Jerry Potter, Lawrence, owner of the two Dairy Queens in Lawrence, said he is, in fact, hoping to build a restaurant in Tonganoxie.

“If I can buy some property,” Potter said. “I’ve been trying since November.

Potter is looking for two acres along U.S. 24-40 Highway.

“I’ve been working on a couple of pieces of property, but every time somebody finds out Dairy Queen’s going in, the prices goes up about $25,000 or $30,000,” he said. “I can only afford to pay so much money for land because I’ll have at least $500,000 to $600,000 in a building.”

Potter, who has owned Dairy Queens for 25 years, first in Kansas City, Kan., and for the last 20 years in Lawrence, said he is particularly interested in a restaurant in Tonganoxie.

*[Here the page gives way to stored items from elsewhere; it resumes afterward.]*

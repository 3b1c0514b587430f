// OpenStack Swift object container addressed as {storage_url}/{container}/{prefix}/{name}
use super::{filter_names, BackendKind, StorageBackend};
use crate::config::{SwiftAuth, SwiftConfig};
use crate::constants;
use crate::error::StorageError;
use crate::id_range::IdRange;
use async_trait::async_trait;
use reqwest::StatusCode;
use serde::Deserialize;
use std::path::Path;
use std::time::Duration;

const AUTH_TOKEN_HEADER: &str = "X-Auth-Token";
const SUBJECT_TOKEN_HEADER: &str = "X-Subject-Token";

pub struct SwiftBackend {
    client: reqwest::Client,
    storage_url: String,
    token: String,
    container: String,
    prefix: String,
}

#[derive(Debug, Deserialize)]
struct ListedObject {
    name: String,
}

#[derive(Debug, Deserialize)]
struct TokenResponse {
    token: TokenBody,
}

#[derive(Debug, Deserialize)]
struct TokenBody {
    #[serde(default)]
    catalog: Vec<CatalogService>,
}

#[derive(Debug, Deserialize)]
struct CatalogService {
    #[serde(rename = "type")]
    service_type: String,
    #[serde(default)]
    endpoints: Vec<Endpoint>,
}

#[derive(Debug, Deserialize)]
struct Endpoint {
    interface: String,
    #[serde(default)]
    region: Option<String>,
    #[serde(default)]
    region_id: Option<String>,
    url: String,
}

impl SwiftBackend {
    /// Authenticate and bind to the configured container and prefix
    pub async fn connect(config: &SwiftConfig) -> Result<Self, StorageError> {
        let client = reqwest::Client::builder()
            .timeout(Duration::from_secs(constants::SWIFT_TIMEOUT_SECS))
            .user_agent(constants::user_agent())
            .build()?;

        let (storage_url, token) = match &config.auth {
            SwiftAuth::Token { storage_url, token } => (storage_url.clone(), token.clone()),
            SwiftAuth::ApplicationCredential {
                auth_url,
                credential_id,
                credential_secret,
                region,
                interface,
            } => {
                keystone_login(
                    &client,
                    auth_url,
                    credential_id,
                    credential_secret,
                    region.as_deref(),
                    interface,
                )
                .await?
            }
        };

        Ok(Self {
            client,
            storage_url: storage_url.trim_end_matches('/').to_string(),
            token,
            container: config.container.clone(),
            prefix: config.prefix.trim_matches('/').to_string(),
        })
    }

    fn container_url(&self) -> String {
        format!("{}/{}", self.storage_url, urlencoding::encode(&self.container))
    }

    /// Full object path inside the container
    fn object_path(&self, name: &str) -> String {
        if self.prefix.is_empty() {
            name.to_string()
        } else {
            format!("{}/{}", self.prefix, name)
        }
    }

    fn object_url(&self, path: &str) -> String {
        let encoded: Vec<String> = path
            .split('/')
            .map(|segment| urlencoding::encode(segment).into_owned())
            .collect();
        format!("{}/{}", self.container_url(), encoded.join("/"))
    }

    /// Every object path in the container starting with `path_prefix`
    async fn list_paths(&self, path_prefix: &str, limit: Option<usize>) -> Result<Vec<String>, StorageError> {
        let page_size = limit.unwrap_or(constants::SWIFT_LISTING_LIMIT);
        let mut paths = Vec::new();
        let mut marker: Option<String> = None;

        loop {
            let mut url = format!(
                "{}?format=json&limit={}&prefix={}",
                self.container_url(),
                page_size,
                urlencoding::encode(path_prefix)
            );
            if let Some(marker) = &marker {
                url.push_str("&marker=");
                url.push_str(&urlencoding::encode(marker));
            }

            let response = self
                .client
                .get(&url)
                .header(AUTH_TOKEN_HEADER, &self.token)
                .send()
                .await?;
            check_status(response.status(), &self.container)?;

            let body = response.text().await?;
            let page: Vec<ListedObject> = if body.trim().is_empty() {
                Vec::new()
            } else {
                sonic_rs::from_str(&body).map_err(|e| StorageError::Transport(format!(
                    "invalid container listing: {}",
                    e
                )))?
            };

            let count = page.len();
            paths.extend(page.into_iter().map(|o| o.name));
            if count < page_size || limit.is_some() {
                break;
            }
            marker = paths.last().cloned();
        }
        Ok(paths)
    }

    async fn get_path(&self, path: &str, name: &str) -> Result<Vec<u8>, StorageError> {
        let response = self
            .client
            .get(self.object_url(path))
            .header(AUTH_TOKEN_HEADER, &self.token)
            .send()
            .await?;
        if response.status() == StatusCode::NOT_FOUND {
            return Err(StorageError::NotFound(name.to_string()));
        }
        check_status(response.status(), name)?;
        Ok(response.bytes().await?.to_vec())
    }

    /// Download every object under `remote_prefix` into flat files in `local_dir`.
    ///
    /// Returns (downloaded, failed) counts; single failures are logged.
    pub async fn fetch_to_local(
        &self,
        remote_prefix: &str,
        local_dir: &Path,
    ) -> Result<(usize, usize), StorageError> {
        let paths = self.list_paths(remote_prefix, None).await?;
        log::debug!("{} objects found under {}", paths.len(), remote_prefix);

        if !local_dir.is_dir() {
            log::debug!("Creating {}", local_dir.display());
            tokio::fs::create_dir_all(local_dir).await?;
        }

        let mut ok = 0;
        let mut failed = 0;
        for path in &paths {
            let base = path.rsplit('/').next().unwrap_or(path);
            let result = match self.get_path(path, base).await {
                Ok(data) => tokio::fs::write(local_dir.join(base), data)
                    .await
                    .map_err(StorageError::from),
                Err(e) => Err(e),
            };
            match result {
                Ok(()) => ok += 1,
                Err(e) => {
                    log::error!("Download of {} failed: {}", path, e);
                    failed += 1;
                }
            }
        }
        log::debug!("{} files downloaded and {} failed into {}", ok, failed, local_dir.display());
        Ok((ok, failed))
    }
}

fn check_status(status: StatusCode, name: &str) -> Result<(), StorageError> {
    if status.is_success() {
        return Ok(());
    }
    if status == StatusCode::UNAUTHORIZED || status == StatusCode::FORBIDDEN {
        return Err(StorageError::Auth(format!("{} returned {}", name, status)));
    }
    Err(StorageError::Remote {
        name: name.to_string(),
        status: status.as_u16(),
    })
}

/// Keystone v3 application-credential login returning (storage url, token)
async fn keystone_login(
    client: &reqwest::Client,
    auth_url: &str,
    credential_id: &str,
    credential_secret: &str,
    region: Option<&str>,
    interface: &str,
) -> Result<(String, String), StorageError> {
    let body = serde_json::json!({
        "auth": {
            "identity": {
                "methods": ["application_credential"],
                "application_credential": {
                    "id": credential_id,
                    "secret": credential_secret,
                }
            }
        }
    });

    let url = format!("{}/auth/tokens", auth_url.trim_end_matches('/'));
    let response = client.post(&url).json(&body).send().await?;
    if !response.status().is_success() {
        return Err(StorageError::Auth(format!(
            "keystone returned {}",
            response.status()
        )));
    }

    let token = response
        .headers()
        .get(SUBJECT_TOKEN_HEADER)
        .and_then(|v| v.to_str().ok())
        .map(str::to_string)
        .ok_or_else(|| StorageError::Auth("no X-Subject-Token in keystone response".to_string()))?;

    let text = response.text().await?;
    let parsed: TokenResponse = sonic_rs::from_str(&text)
        .map_err(|e| StorageError::Auth(format!("invalid keystone token body: {}", e)))?;

    let endpoint = parsed
        .token
        .catalog
        .iter()
        .filter(|service| service.service_type == "object-store")
        .flat_map(|service| service.endpoints.iter())
        .find(|endpoint| {
            endpoint.interface == interface
                && region.map_or(true, |r| {
                    endpoint.region.as_deref() == Some(r) || endpoint.region_id.as_deref() == Some(r)
                })
        })
        .ok_or_else(|| {
            StorageError::Auth(format!(
                "no object-store endpoint for interface {} in region {}",
                interface,
                region.unwrap_or("*")
            ))
        })?;

    log::debug!("Swift endpoint: {}", endpoint.url);
    Ok((endpoint.url.clone(), token))
}

#[async_trait]
impl StorageBackend for SwiftBackend {
    fn kind(&self) -> BackendKind {
        BackendKind::Swift
    }

    fn location(&self) -> String {
        format!("swift:{}/{}", self.container, self.prefix)
    }

    async fn store(&self, name: &str, contents: &[u8]) -> Result<(), StorageError> {
        let response = self
            .client
            .put(self.object_url(&self.object_path(name)))
            .header(AUTH_TOKEN_HEADER, &self.token)
            .body(contents.to_vec())
            .send()
            .await?;
        check_status(response.status(), name)
    }

    async fn read(&self, name: &str) -> Result<Vec<u8>, StorageError> {
        self.get_path(&self.object_path(name), name).await
    }

    async fn exists(&self, name: &str, prefix_only: bool) -> Result<bool, StorageError> {
        if prefix_only {
            let found = self.list_paths(&self.object_path(name), Some(1)).await?;
            return Ok(!found.is_empty());
        }

        let response = self
            .client
            .head(self.object_url(&self.object_path(name)))
            .header(AUTH_TOKEN_HEADER, &self.token)
            .send()
            .await?;
        if response.status() == StatusCode::NOT_FOUND {
            return Ok(false);
        }
        check_status(response.status(), name)?;
        Ok(true)
    }

    async fn delete(&self, name: &str) -> Result<(), StorageError> {
        let response = self
            .client
            .delete(self.object_url(&self.object_path(name)))
            .header(AUTH_TOKEN_HEADER, &self.token)
            .send()
            .await?;
        if response.status() == StatusCode::NOT_FOUND {
            return Ok(());
        }
        check_status(response.status(), name)
    }

    async fn list(&self, range: &IdRange) -> Result<Vec<String>, StorageError> {
        let listing_prefix = if self.prefix.is_empty() {
            String::new()
        } else {
            format!("{}/", self.prefix)
        };
        let paths = self.list_paths(&listing_prefix, None).await?;
        let names = paths
            .into_iter()
            .filter_map(|path| path.strip_prefix(&listing_prefix).map(str::to_string))
            .filter(|name| !name.contains('/'));
        Ok(filter_names(names, range))
    }
}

“My roots are there,” he said. “I went to Wyandotte High School and my son lives in Basehor. All the people I grew up with have moved west to Tonganoxie and my father-in-law, Paul Gable, was from Tonganoxie.”

He hopes something will work out either on a tract that is east of the new Holst Pharmacy property or a site in the Urban Hess district.

As for Jess Smith and the Ice Cream Parlor, the building is for sale. “We’re going to close this chapter of our life and move on to something else,” Smith said. “It’s been a good 10-year run for us and, as they say, all good things must come to an end.”